Interviewed by Abdu Al-Jaradi
FOR THE YEMEN POST
In front of the hall in which the teacher’s day was celebrated, education inspectors demonstrated demanded their rights. Head of Yemeni Teachers’ Syndicate Ahmed Al-Rabahi here speaks about teachers’ demands and other related issues.
Abdu Al-Jaradi: What is the reason behind teachers’ demonstrations from time to time?
Ahmed Al-Rabahi: In the beginning, I would like to thank you for your interest in education and teachers’ issues. The current demonstrations are made by teachers and inspectors to protest living sufferings due to insufficient salaries and not implementing the law of salaries and wages which could have improved the situation of teachers. Teachers’ protests always revolve around implementing salaries law in its different particles including bonuses, settlements and allowances.
AJ: It is said that such protests affect education?
AR: Deteriorating situation of teachers and the rampage of corruption as well as appointing headmasters and other school officials through partisan standards and not based on competency is effecting education. These demonstrations aim at reforming the educational process and these demonstrations, unlike festivals and holidays, do not waste a lot of time.
AJ: Does this mean that the educational process has turned to be a scene for political conflicts?
AR: The situation of the educational process is a reflection for the country’s situation. As observed, the whole situation is destabilized. The political events in Sa’ada and some Southern provinces have badly affected education.
AJ: Recently, there have been increased reports of assaults on teachers, how do you view this?
AR: I consider it to be a phenomenon and it is aggravating due to several factors including the anarchy of the public situation, dominance of chaos behavior and this is encouraged by state as it shows laxness with influential people when assaulting teachers. The teacher is looked with contempt due to his deteriorating situation.
AJ: What is the role your syndicate plays in fighting this phenomenon?
AR: We, in the syndicate, stand against such events; however, we are deterred by the weak response of concerned authorities. The negligence of security and judicial authorities make people prefer customary law.
AJ: This means that official side is primarily involved?
AR: They are greatly involved in this process as they are politicizing the educational job; for selecting headmasters and their deputies is based on partisan standards and has nothing to do with ability and competency. Thus, the incompetent and unqualified elements are leading the whole educational process at the risk of expert and competent teachers. This passively affects the educational process. What we suffer today is a byproduct of such wrong policies.
AJ: What about cloning syndicates and politicizing their work?
AR: This is the policy followed by authorities though it is destructive. We wish the multiparty system adopted following Yemen’s reunification in 1990 could give a wider margin for society to form syndicates and authorities help these syndicates to help the development; however, this was deterred by the totalitarian mindset – the mindset of 1960s and 1970s. Nothing has changed in this respect despite the fact that we are in the second millennium. Thus we find that most syndicates and organizations are subject to deterioration and they are incapable to play a role in development field. The authority either contains the syndicate or employs it to support its decisions. Once they are not happy about one syndicate, they will work towards cloning it and drying its resources.

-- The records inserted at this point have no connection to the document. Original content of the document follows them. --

//! Device state entity (database row mapping).
//!
//! Maps to the `device_states` table. JSON columns are decoded leniently:
//! a document that no longer matches the current shape reads as absent.

use chrono::{DateTime, Utc};
use domain::models::DeviceState;
use serde::de::DeserializeOwned;
use sqlx::FromRow;

/// Database row mapping for the device_states table.
#[derive(Debug, Clone, FromRow)]
pub struct DeviceStateEntity {
    pub device_id: String,
    pub last_seen: DateTime<Utc>,
    pub updated_at: DateTime<Utc>,
    pub last_location: Option<serde_json::Value>,
    pub last_ground_fix_location: Option<serde_json::Value>,
    pub last_temperature: Option<serde_json::Value>,
    pub in_safe_zone: bool,
    pub safe_zone_status: serde_json::Value,
    pub firmware_version: Option<String>,
}

fn decode<T: DeserializeOwned>(device_id: &str, column: &str, value: Option<serde_json::Value>) -> Option<T> {
    let value = value.filter(|v| !v.is_null())?;
    match serde_json::from_value(value) {
        Ok(decoded) => Some(decoded),
        Err(e) => {
            tracing::warn!(
                device_id = %device_id,
                column = column,
                error = %e,
                "Ignoring undecodable device state column"
            );
            None
        }
    }
}

impl From<DeviceStateEntity> for DeviceState {
    fn from(entity: DeviceStateEntity) -> Self {
        let id = entity.device_id.as_str();
        let last_location = decode(id, "last_location", entity.last_location);
        let last_ground_fix_location =
            decode(id, "last_ground_fix_location", entity.last_ground_fix_location);
        let last_temperature = decode(id, "last_temperature", entity.last_temperature);
        let safe_zone_status =
            decode(id, "safe_zone_status", Some(entity.safe_zone_status)).unwrap_or_default();

        Self {
            device_id: entity.device_id,
            last_seen: entity.last_seen,
            updated_at: entity.updated_at,
            last_location,
            last_ground_fix_location,
            last_temperature,
            in_safe_zone: entity.in_safe_zone,
            safe_zone_status,
            firmware_version: entity.firmware_version,
        }
    }
}
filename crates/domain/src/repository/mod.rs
//! Storage traits for the telemetry backend.
//!
//! The persistence crate implements these against PostgreSQL; [`memory`]
//! holds an in-process implementation used by tests and the `memory`
//! storage backend.

pub mod memory;

use async_trait::async_trait;
use chrono::{DateTime, Utc};

use crate::error::DomainResult;
use crate::models::{
    DeviceState, DeviceStateUpdate, MessageType, SafeZone, TelemetryRecord, ZoneEvent,
};

/// Result of a conditional insert.
#[derive(Debug, Clone, Copy, PartialEq, Eq)]
pub enum InsertOutcome {
    Inserted,
    AlreadyPresent,
}

/// A time-range read against the message log, newest first.
#[derive(Debug, Clone, PartialEq)]
pub struct RangeQuery {
    pub device_id: String,
    pub start: DateTime<Utc>,
    pub end: DateTime<Utc>,
    /// Applied after the key range, so a page may hold fewer matches than `page_size`.
    pub message_type: Option<MessageType>,
    /// Rows examined per page, counted before the type filter.
    pub page_size: u32,
    /// Cursor from the previous page's `last_evaluated_key`.
    pub exclusive_start: Option<String>,
}

/// One page of a range query.
#[derive(Debug, Clone, Default)]
pub struct LogPage {
    pub items: Vec<TelemetryRecord>,
    /// Present when more rows may remain in the range.
    pub last_evaluated_key: Option<String>,
}

/// Durable, append-only message log.
#[async_trait]
pub trait TelemetryLog: Send + Sync {
    /// Inserts a record unless one with the same `(device_id, timestamp)` exists.
    async fn insert_record(&self, record: &TelemetryRecord) -> DomainResult<InsertOutcome>;

    /// Inserts a zone event unless it was already logged.
    async fn insert_zone_event(&self, event: &ZoneEvent) -> DomainResult<InsertOutcome>;

    /// Reads one page of a time-range query.
    async fn query_range(&self, query: &RangeQuery) -> DomainResult<LogPage>;

    /// Deletes up to `batch_size` records and up to `batch_size` zone events
    /// whose retention ended before `now`. Returns the number removed.
    async fn delete_expired(&self, now: DateTime<Utc>, batch_size: usize) -> DomainResult<u64>;
}

/// Per-device live-state rows.
#[async_trait]
pub trait DeviceStateStore: Send + Sync {
    async fn get(&self, device_id: &str) -> DomainResult<Option<DeviceState>>;

    /// Upserts the row, leaving fields absent from the update untouched.
    async fn apply(&self, update: &DeviceStateUpdate) -> DomainResult<()>;
}

/// Read-only access to configured safe zones.
#[async_trait]
pub trait SafeZoneStore: Send + Sync {
    async fn list_enabled(&self, device_id: &str) -> DomainResult<Vec<SafeZone>>;
}
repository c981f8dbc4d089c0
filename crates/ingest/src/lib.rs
pub mod app;
pub mod config;
pub mod error;
pub mod jobs;
pub mod middleware;
pub mod routes;
pub mod services;
//! HTTP middleware components.

pub mod logging;
pub mod metrics;
pub mod trace_id;

pub use metrics::{init_metrics, metrics_handler, metrics_middleware};
pub use trace_id::{trace_id, RequestId, REQUEST_ID_HEADER};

AJ: What are the demands of teachers now?
AR: Teachers’ demands lie in implementing Wages and Salaries Law No. 43 issued in 2005 and setting a timeline for the law implementation because the government has not set time frames for such releasing bonuses, settlements and other annual allowances. There are also demands for increasing remote areas allowance and hardship allowance. What has been so far granted to teachers ranges between YR 12,000 – 13,000 and such a sum is nothing. Moreover, a lot of teachers have not received such an allowance. We also demand the Ministry of Finance to release the one-year hardship allowance for 34,000 teachers. Once the government does not respond to our demands, we will urge teachers to continue their protests as this is the only option to make the government responds to our demands.
AJ: What about your relations with foreign organizations?
AR: We have good relations with foreign organizations. Very recently, the syndicate has earned the membership of the International Federation of Education Syndicates. We have also earned the membership of the Islamic Federation of Teachers and I have been selected as a member in this federation. We have joint cooperation with the American Federation of Teachers and we together hold constant training courses and we are working towards building relations with the International Federation of Teachers.